▶ Task goal: Your task is to copy each line of the records that includes the string "itself".

[Collected data entries]
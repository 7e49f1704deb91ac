//! NetWarden Core - Daemon Entry Point
//!
//! Boots the policy-and-safety core: configuration, state store, the wired
//! facade, the background daemon tasks, and the local facade API. Signals:
//! TERM drains gracefully, HUP reloads configuration, USR1 dumps status to
//! the log.

mod api;
mod constants;
mod logic;

use std::sync::Arc;

use logic::config::Config;
use logic::daemon::Daemon;
use logic::facade::Facade;
use logic::store::Store;

fn main() {
    env_logger::Builder::from_env(env_logger::Env::default().default_filter_or("info")).init();
    log::info!("{} v{} starting", constants::APP_NAME, constants::APP_VERSION);

    let runtime = tokio::runtime::Builder::new_multi_thread()
        .enable_all()
        .build()
        .expect("tokio runtime");

    let exit = runtime.block_on(run());
    if let Err(err) = exit {
        log::error!("fatal: {}", err);
        std::process::exit(1);
    }
}

async fn run() -> logic::error::CoreResult<()> {
    let config_path = Config::config_path();
    let config = Config::load(&config_path)?;

    let store = Arc::new(Store::open(&config.store_path()).await?);
    log::info!("state store at {}", config.store_path().display());

    let facade = Facade::build(config, store).await?;
    let daemon = Daemon::new(facade.clone());
    daemon.start().await?;

    let shutdown = daemon.shutdown_handle();
    spawn_signal_handlers(facade.clone(), shutdown.clone(), config_path);

    // serves until the shutdown channel fires
    api::serve(facade.clone(), shutdown.clone()).await?;

    facade.drain(&shutdown).await?;
    log::info!("shutdown complete");
    Ok(())
}

#[cfg(unix)]
fn spawn_signal_handlers(
    facade: Arc<Facade>,
    shutdown: Arc<logic::Shutdown>,
    config_path: std::path::PathBuf,
) {
    use tokio::signal::unix::{signal, SignalKind};

    // TERM: stop intake and drain
    {
        let shutdown = shutdown.clone();
        tokio::spawn(async move {
            let mut term = signal(SignalKind::terminate()).expect("SIGTERM handler");
            let mut int = signal(SignalKind::interrupt()).expect("SIGINT handler");
            tokio::select! {
                _ = term.recv() => log::info!("SIGTERM received, draining"),
                _ = int.recv() => log::info!("SIGINT received, draining"),
            }
            shutdown.trigger();
        });
    }

    // HUP: reload configuration without touching in-flight deployments
    {
        let facade = facade.clone();
        tokio::spawn(async move {
            let mut hup = signal(SignalKind::hangup()).expect("SIGHUP handler");
            while hup.recv().await.is_some() {
                log::info!("SIGHUP received, reloading {}", config_path.display());
                match Config::load(&config_path) {
                    Ok(fresh) => {
                        if let Err(err) = facade.reload(fresh).await {
                            log::error!("reload failed, keeping old config: {}", err);
                        }
                    }
                    Err(err) => log::error!("reload parse failed, keeping old config: {}", err),
                }
            }
        });
    }

    // USR1: status dump to the log
    tokio::spawn(async move {
        let mut usr1 = signal(SignalKind::user_defined1()).expect("SIGUSR1 handler");
        while usr1.recv().await.is_some() {
            match facade.daemon_status().await {
                Ok(status) => match serde_json::to_string_pretty(&status) {
                    Ok(dump) => log::info!("status dump:\n{}", dump),
                    Err(err) => log::warn!("status serialization failed: {}", err),
                },
                Err(err) => log::warn!("status dump failed: {}", err),
            }
        }
    });
}

#[cfg(not(unix))]
fn spawn_signal_handlers(
    _facade: Arc<Facade>,
    shutdown: Arc<logic::Shutdown>,
    _config_path: std::path::PathBuf,
) {
    tokio::spawn(async move {
        let _ = tokio::signal::ctrl_c().await;
        shutdown.trigger();
    });
}
//! Conflict Analyzer
//!
//! Shadow / redundancy / contradiction / overlap detection over parsed
//! rulesets, respecting the backend's evaluation order.

pub mod algebra;
pub mod analyzer;

pub use analyzer::{analyze, ConflictFinding, ConflictKind, ConflictReport, ExistingRule};
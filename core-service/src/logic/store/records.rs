//! Domain records persisted by the store

use chrono::{DateTime, Utc};
use serde::{Deserialize, Serialize};
use uuid::Uuid;

use crate::logic::backend::{BackupRef, Verdict};
use crate::logic::conflict::ConflictReport;
use crate::logic::policy::{Origin, PolicyRule, RenderedRule};

// ============================================================================
// PROPOSAL
// ============================================================================

#[derive(Debug, Clone, Copy, PartialEq, Eq, Serialize, Deserialize)]
#[serde(rename_all = "kebab-case")]
pub enum ProposalState {
    Draft,
    PendingApproval,
    Approved,
    Rejected,
    Superseded,
}

impl ProposalState {
    pub fn as_str(&self) -> &'static str {
        match self {
            ProposalState::Draft => "draft",
            ProposalState::PendingApproval => "pending-approval",
            ProposalState::Approved => "approved",
            ProposalState::Rejected => "rejected",
            ProposalState::Superseded => "superseded",
        }
    }

    pub fn parse(s: &str) -> Option<Self> {
        match s {
            "draft" => Some(ProposalState::Draft),
            "pending-approval" => Some(ProposalState::PendingApproval),
            "approved" => Some(ProposalState::Approved),
            "rejected" => Some(ProposalState::Rejected),
            "superseded" => Some(ProposalState::Superseded),
            _ => None,
        }
    }

    pub fn is_terminal(&self) -> bool {
        matches!(self, ProposalState::Rejected | ProposalState::Superseded)
    }
}

/// A candidate policy change before and after review.
#[derive(Debug, Clone, Serialize, Deserialize)]
pub struct Proposal {
    pub id: Uuid,
    pub rule: PolicyRule,
    pub backend: String,
    #[serde(default)]
    pub rendered: Option<RenderedRule>,
    #[serde(default)]
    pub verdict: Option<Verdict>,
    #[serde(default)]
    pub conflicts: ConflictReport,
    #[serde(default)]
    pub explanation: Option<String>,
    pub state: ProposalState,
    pub created_at: DateTime<Utc>,
    pub updated_at: DateTime<Utc>,
}

impl Proposal {
    pub fn new(rule: PolicyRule, backend: impl Into<String>) -> Self {
        let now = Utc::now();
        Self {
            id: Uuid::new_v4(),
            rule,
            backend: backend.into(),
            rendered: None,
            verdict: None,
            conflicts: ConflictReport::default(),
            explanation: None,
            state: ProposalState::Draft,
            created_at: now,
            updated_at: now,
        }
    }

    pub fn origin(&self) -> Origin {
        self.rule.origin
    }

    pub fn deployable(&self) -> bool {
        self.state == ProposalState::Approved
            && self.verdict.as_ref().map(|v| v.valid).unwrap_or(false)
    }
}

// ============================================================================
// DEPLOYMENT
// ============================================================================

#[derive(Debug, Clone, Copy, PartialEq, Eq, Serialize, Deserialize)]
#[serde(rename_all = "kebab-case")]
pub enum DeploymentState {
    Applying,
    Probation,
    Committed,
    RolledBack,
    Failed,
}

impl DeploymentState {
    pub fn as_str(&self) -> &'static str {
        match self {
            DeploymentState::Applying => "applying",
            DeploymentState::Probation => "probation",
            DeploymentState::Committed => "committed",
            DeploymentState::RolledBack => "rolled-back",
            DeploymentState::Failed => "failed",
        }
    }

    pub fn parse(s: &str) -> Option<Self> {
        match s {
            "applying" => Some(DeploymentState::Applying),
            "probation" => Some(DeploymentState::Probation),
            "committed" => Some(DeploymentState::Committed),
            "rolled-back" => Some(DeploymentState::RolledBack),
            "failed" => Some(DeploymentState::Failed),
            _ => None,
        }
    }

    pub fn is_terminal(&self) -> bool {
        matches!(
            self,
            DeploymentState::Committed | DeploymentState::RolledBack | DeploymentState::Failed
        )
    }

    pub fn is_live(&self) -> bool {
        matches!(self, DeploymentState::Applying | DeploymentState::Probation)
    }
}

/// The record of applying one approved proposal.
#[derive(Debug, Clone, Serialize, Deserialize)]
pub struct Deployment {
    pub id: Uuid,
    pub proposal_id: Uuid,
    pub backend: String,
    pub origin: Origin,
    #[serde(default)]
    pub backup_ref: Option<BackupRef>,
    pub state: DeploymentState,
    #[serde(default)]
    pub applied_at: Option<DateTime<Utc>>,
    #[serde(default)]
    pub heartbeat_deadline: Option<DateTime<Utc>>,
    #[serde(default)]
    pub last_heartbeat_at: Option<DateTime<Utc>>,
    #[serde(default)]
    pub failure_reason: Option<String>,
    pub created_at: DateTime<Utc>,
    pub updated_at: DateTime<Utc>,
}

impl Deployment {
    pub fn new(proposal: &Proposal) -> Self {
        let now = Utc::now();
        Self {
            id: Uuid::new_v4(),
            proposal_id: proposal.id,
            backend: proposal.backend.clone(),
            origin: proposal.origin(),
            backup_ref: None,
            state: DeploymentState::Applying,
            applied_at: None,
            heartbeat_deadline: None,
            last_heartbeat_at: None,
            failure_reason: None,
            created_at: now,
            updated_at: now,
        }
    }
}

// ============================================================================
// NEVER-BLOCK ROWS
// ============================================================================

#[derive(Debug, Clone, PartialEq, Eq, Serialize, Deserialize)]
pub struct NeverBlockRow {
    pub entry: String,
    pub kind: String,
    pub added_by: String,
    pub created_at: DateTime<Utc>,
}

#[cfg(test)]
mod tests {
    use super::*;
    use crate::logic::policy::{Action, Direction};

    #[test]
    fn state_strings_round_trip() {
        for state in [
            ProposalState::Draft,
            ProposalState::PendingApproval,
            ProposalState::Approved,
            ProposalState::Rejected,
            ProposalState::Superseded,
        ] {
            assert_eq!(ProposalState::parse(state.as_str()), Some(state));
        }
        for state in [
            DeploymentState::Applying,
            DeploymentState::Probation,
            DeploymentState::Committed,
            DeploymentState::RolledBack,
            DeploymentState::Failed,
        ] {
            assert_eq!(DeploymentState::parse(state.as_str()), Some(state));
        }
    }

    #[test]
    fn proposal_is_deployable_only_approved_and_valid() {
        let rule = PolicyRule::new(Direction::Input, Action::Drop, Origin::User);
        let mut proposal = Proposal::new(rule, "mock");
        assert!(!proposal.deployable());
        proposal.state = ProposalState::Approved;
        assert!(!proposal.deployable());
        proposal.verdict = Some(Verdict::ok());
        assert!(proposal.deployable());
    }
}
//! Deployment Controller
//!
//! Atomic apply with snapshot-first ordering, probation heartbeats, and
//! single-transaction rollback.

pub mod controller;
pub mod heartbeat;

use std::sync::atomic::{AtomicBool, Ordering};
use std::time::Duration;

use crate::constants;

pub use controller::DeployController;
pub use heartbeat::{HeartbeatProbe, ProbeMode};

/// Tripped when a rollback itself fails. While tripped, the autonomy
/// controller refuses to act regardless of its configured level; only an
/// operator reset clears it.
#[derive(Debug, Default)]
pub struct SafetySwitch {
    catastrophic: AtomicBool,
}

impl SafetySwitch {
    pub fn new() -> Self {
        Self::default()
    }

    pub fn trip(&self) {
        self.catastrophic.store(true, Ordering::SeqCst);
    }

    pub fn reset(&self) {
        self.catastrophic.store(false, Ordering::SeqCst);
    }

    pub fn is_tripped(&self) -> bool {
        self.catastrophic.load(Ordering::SeqCst)
    }
}

/// Controller knobs, frozen from the config at startup.
#[derive(Debug, Clone)]
pub struct DeployTuning {
    pub lock_timeout: Duration,
    pub heartbeat_timeout: Duration,
    pub probe_interval: Duration,
    pub backup_retain_days: i64,
}

impl Default for DeployTuning {
    fn default() -> Self {
        Self {
            lock_timeout: constants::DEFAULT_LOCK_TIMEOUT,
            heartbeat_timeout: constants::DEFAULT_HEARTBEAT_TIMEOUT,
            probe_interval: constants::HEARTBEAT_PROBE_INTERVAL,
            backup_retain_days: constants::DEFAULT_BACKUP_RETAIN_DAYS,
        }
    }
}
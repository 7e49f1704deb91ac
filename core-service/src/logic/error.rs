//! Error taxonomy
//!
//! One structured error type crosses every internal boundary. Consumers never
//! see an opaque internal error: each error carries a stable kind, a human
//! message, and an optional correlation id. The correlation id is stamped
//! once per operation attempt and written into the audit rows of the same
//! attempt, so a failing call can be matched to its audit trail.

use std::fmt;

use serde::{Deserialize, Serialize};
use uuid::Uuid;

pub type CoreResult<T> = Result<T, CoreError>;

/// Failure classes of a backend adapter operation.
#[derive(Debug, Clone, Copy, PartialEq, Eq, Serialize, Deserialize)]
#[serde(rename_all = "lowercase")]
pub enum AdapterErrorKind {
    /// The backend rejected the rule text
    Syntax,
    /// The backend tool failed (non-zero exit, unexpected output)
    System,
    /// Insufficient privileges for the requested operation
    Permission,
    /// Backend tooling is not present or not responding
    Unavailable,
    /// Momentary failure worth retrying (timeout, busy ruleset)
    Transient,
    /// A second adapter collides with the active adapter's kernel subsystem
    Coexistence,
}

impl AdapterErrorKind {
    pub fn as_str(&self) -> &'static str {
        match self {
            AdapterErrorKind::Syntax => "syntax",
            AdapterErrorKind::System => "system",
            AdapterErrorKind::Permission => "permission",
            AdapterErrorKind::Unavailable => "unavailable",
            AdapterErrorKind::Transient => "transient",
            AdapterErrorKind::Coexistence => "coexistence",
        }
    }

    pub fn is_retryable(&self) -> bool {
        matches!(self, AdapterErrorKind::Transient)
    }
}

/// Typed failure from a backend adapter.
#[derive(Debug, Clone, Serialize, Deserialize)]
pub struct AdapterError {
    pub kind: AdapterErrorKind,
    pub message: String,
}

impl AdapterError {
    pub fn new(kind: AdapterErrorKind, message: impl Into<String>) -> Self {
        Self { kind, message: message.into() }
    }

    pub fn syntax(message: impl Into<String>) -> Self {
        Self::new(AdapterErrorKind::Syntax, message)
    }

    pub fn system(message: impl Into<String>) -> Self {
        Self::new(AdapterErrorKind::System, message)
    }

    pub fn permission(message: impl Into<String>) -> Self {
        Self::new(AdapterErrorKind::Permission, message)
    }

    pub fn unavailable(message: impl Into<String>) -> Self {
        Self::new(AdapterErrorKind::Unavailable, message)
    }

    pub fn transient(message: impl Into<String>) -> Self {
        Self::new(AdapterErrorKind::Transient, message)
    }
}

impl fmt::Display for AdapterError {
    fn fmt(&self, f: &mut fmt::Formatter<'_>) -> fmt::Result {
        write!(f, "adapter error ({}): {}", self.kind.as_str(), self.message)
    }
}

impl std::error::Error for AdapterError {}

/// Error class of the service-wide taxonomy.
#[derive(Debug, Clone, Copy, PartialEq, Eq)]
pub enum CoreErrorKind {
    /// Malformed PolicyRule, unsupported capability, conflicting fields
    Validation,
    /// Never-block match, autonomy gate failure, management self-block
    PolicyViolation,
    /// Typed backend failure
    Adapter(AdapterErrorKind),
    /// Lock timeout, queue overflow
    Concurrency,
    /// Probation deadline elapsed with failing probe
    HeartbeatMiss,
    /// Store constraint violation, backup missing at rollback time
    Integrity,
    /// Rollback itself failed; operator attention required
    Catastrophic,
    /// Resource lookup failed
    NotFound,
}

/// The service-wide error type: kind + human message + optional correlation
/// id pointing at the audit rows of the failing attempt.
#[derive(Debug, Clone)]
pub struct CoreError {
    kind: CoreErrorKind,
    message: String,
    correlation_id: Option<Uuid>,
}

impl CoreError {
    fn new(kind: CoreErrorKind, message: impl Into<String>) -> Self {
        Self { kind, message: message.into(), correlation_id: None }
    }

    pub fn validation(message: impl Into<String>) -> Self {
        Self::new(CoreErrorKind::Validation, message)
    }

    pub fn policy_violation(message: impl Into<String>) -> Self {
        Self::new(CoreErrorKind::PolicyViolation, message)
    }

    pub fn adapter(err: AdapterError) -> Self {
        Self::new(CoreErrorKind::Adapter(err.kind), err.message)
    }

    pub fn concurrency(message: impl Into<String>) -> Self {
        Self::new(CoreErrorKind::Concurrency, message)
    }

    pub fn heartbeat_miss(message: impl Into<String>) -> Self {
        Self::new(CoreErrorKind::HeartbeatMiss, message)
    }

    pub fn integrity(message: impl Into<String>) -> Self {
        Self::new(CoreErrorKind::Integrity, message)
    }

    pub fn catastrophic(message: impl Into<String>) -> Self {
        Self::new(CoreErrorKind::Catastrophic, message)
    }

    pub fn not_found(what: impl Into<String>, id: Uuid) -> Self {
        Self::new(
            CoreErrorKind::NotFound,
            format!("{} {} not found", what.into(), id),
        )
    }

    /// Stamp the operation's correlation id. The first stamp wins: an inner
    /// layer that already tied the error to its audit rows is more specific
    /// than any wrapper.
    pub fn with_correlation(mut self, correlation_id: Uuid) -> Self {
        if self.correlation_id.is_none() {
            self.correlation_id = Some(correlation_id);
        }
        self
    }

    pub fn class(&self) -> CoreErrorKind {
        self.kind
    }

    /// Stable kind tag used on the wire and in audit rows.
    pub fn kind(&self) -> &'static str {
        match self.kind {
            CoreErrorKind::Validation => "validation",
            CoreErrorKind::PolicyViolation => "policy-violation",
            CoreErrorKind::Adapter(kind) => kind.as_str(),
            CoreErrorKind::Concurrency => "concurrency",
            CoreErrorKind::HeartbeatMiss => "heartbeat-miss",
            CoreErrorKind::Integrity => "integrity",
            CoreErrorKind::Catastrophic => "catastrophic",
            CoreErrorKind::NotFound => "not-found",
        }
    }

    pub fn message(&self) -> &str {
        &self.message
    }

    pub fn correlation_id(&self) -> Option<Uuid> {
        self.correlation_id
    }
}

impl fmt::Display for CoreError {
    fn fmt(&self, f: &mut fmt::Formatter<'_>) -> fmt::Result {
        match self.correlation_id {
            Some(id) => write!(f, "{}: {} [{}]", self.kind(), self.message, id),
            None => write!(f, "{}: {}", self.kind(), self.message),
        }
    }
}

impl std::error::Error for CoreError {}

impl From<AdapterError> for CoreError {
    fn from(err: AdapterError) -> Self {
        CoreError::adapter(err)
    }
}

impl From<sqlx::Error> for CoreError {
    fn from(err: sqlx::Error) -> Self {
        CoreError::integrity(err.to_string())
    }
}

impl From<std::io::Error> for CoreError {
    fn from(err: std::io::Error) -> Self {
        CoreError::adapter(AdapterError::system(err.to_string()))
    }
}

#[cfg(test)]
mod tests {
    use super::*;

    #[test]
    fn adapter_kind_round_trips_through_core_error() {
        let err: CoreError = AdapterError::transient("ruleset busy").into();
        assert_eq!(err.kind(), "transient");
        assert!(err.message().contains("busy"));
        assert_eq!(err.class(), CoreErrorKind::Adapter(AdapterErrorKind::Transient));
    }

    #[test]
    fn only_transient_is_retryable() {
        assert!(AdapterErrorKind::Transient.is_retryable());
        assert!(!AdapterErrorKind::Syntax.is_retryable());
        assert!(!AdapterErrorKind::Coexistence.is_retryable());
    }

    #[test]
    fn first_correlation_stamp_wins() {
        let inner = Uuid::new_v4();
        let outer = Uuid::new_v4();
        let err = CoreError::concurrency("lock timeout")
            .with_correlation(inner)
            .with_correlation(outer);
        assert_eq!(err.correlation_id(), Some(inner));
        assert!(err.to_string().contains(&inner.to_string()));
    }

    #[test]
    fn errors_start_without_a_correlation() {
        assert!(CoreError::validation("bad rule").correlation_id().is_none());
    }
}
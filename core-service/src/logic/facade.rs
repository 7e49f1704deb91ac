//! Service Facade
//!
//! The single entry point for every consumer, interactive or daemon. Owns
//! the active adapter, the never-block list and the controllers; it is the
//! only writer against the store and the backend. Consumers get read
//! snapshots and a subscribable event stream, never direct access.

use std::sync::Arc;

use chrono::{DateTime, Utc};
use serde::Serialize;
use tokio::sync::broadcast;
use uuid::Uuid;

use crate::constants;
use crate::logic::autonomy::{AutonomyController, AutonomyLevel, CircuitBreaker};
use crate::logic::backend::{
    AdapterHealth, AdapterRegistry, BackendAdapter, BackendOptions, ImportResult,
};
use crate::logic::config::Config;
use crate::logic::conflict::{self, ExistingRule};
use crate::logic::deploy::{DeployController, HeartbeatProbe, SafetySwitch};
use crate::logic::error::{CoreError, CoreResult};
use crate::logic::events::{EventBus, LifecycleNotice, SecurityEvent, StreamItem};
use crate::logic::intel::IndicatorSet;
use crate::logic::never_block::{NeverBlockEntry, NeverBlockList};
use crate::logic::policy::{self, PolicyRule, RenderedRule};
use crate::logic::store::{
    AuditKind, Deployment, Proposal, ProposalState, Store,
};
use crate::logic::translator::TranslatorClient;
use crate::logic::{netctx, Shutdown};

pub struct Facade {
    config: parking_lot::RwLock<Arc<Config>>,
    store: Arc<Store>,
    registry: AdapterRegistry,
    adapter: parking_lot::RwLock<Arc<dyn BackendAdapter>>,
    pub deploy: Arc<DeployController>,
    pub autonomy: Arc<AutonomyController>,
    pub bus: Arc<EventBus>,
    pub never_block: Arc<NeverBlockList>,
    pub probe: Arc<HeartbeatProbe>,
    pub indicators: Arc<IndicatorSet>,
    pub translator: Option<Arc<TranslatorClient>>,
    started_at: DateTime<Utc>,
}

▶ Final answer:
/// Tripped when a rollback itself fails. While tripped, the autonomy
    /// Rollback itself failed; operator attention required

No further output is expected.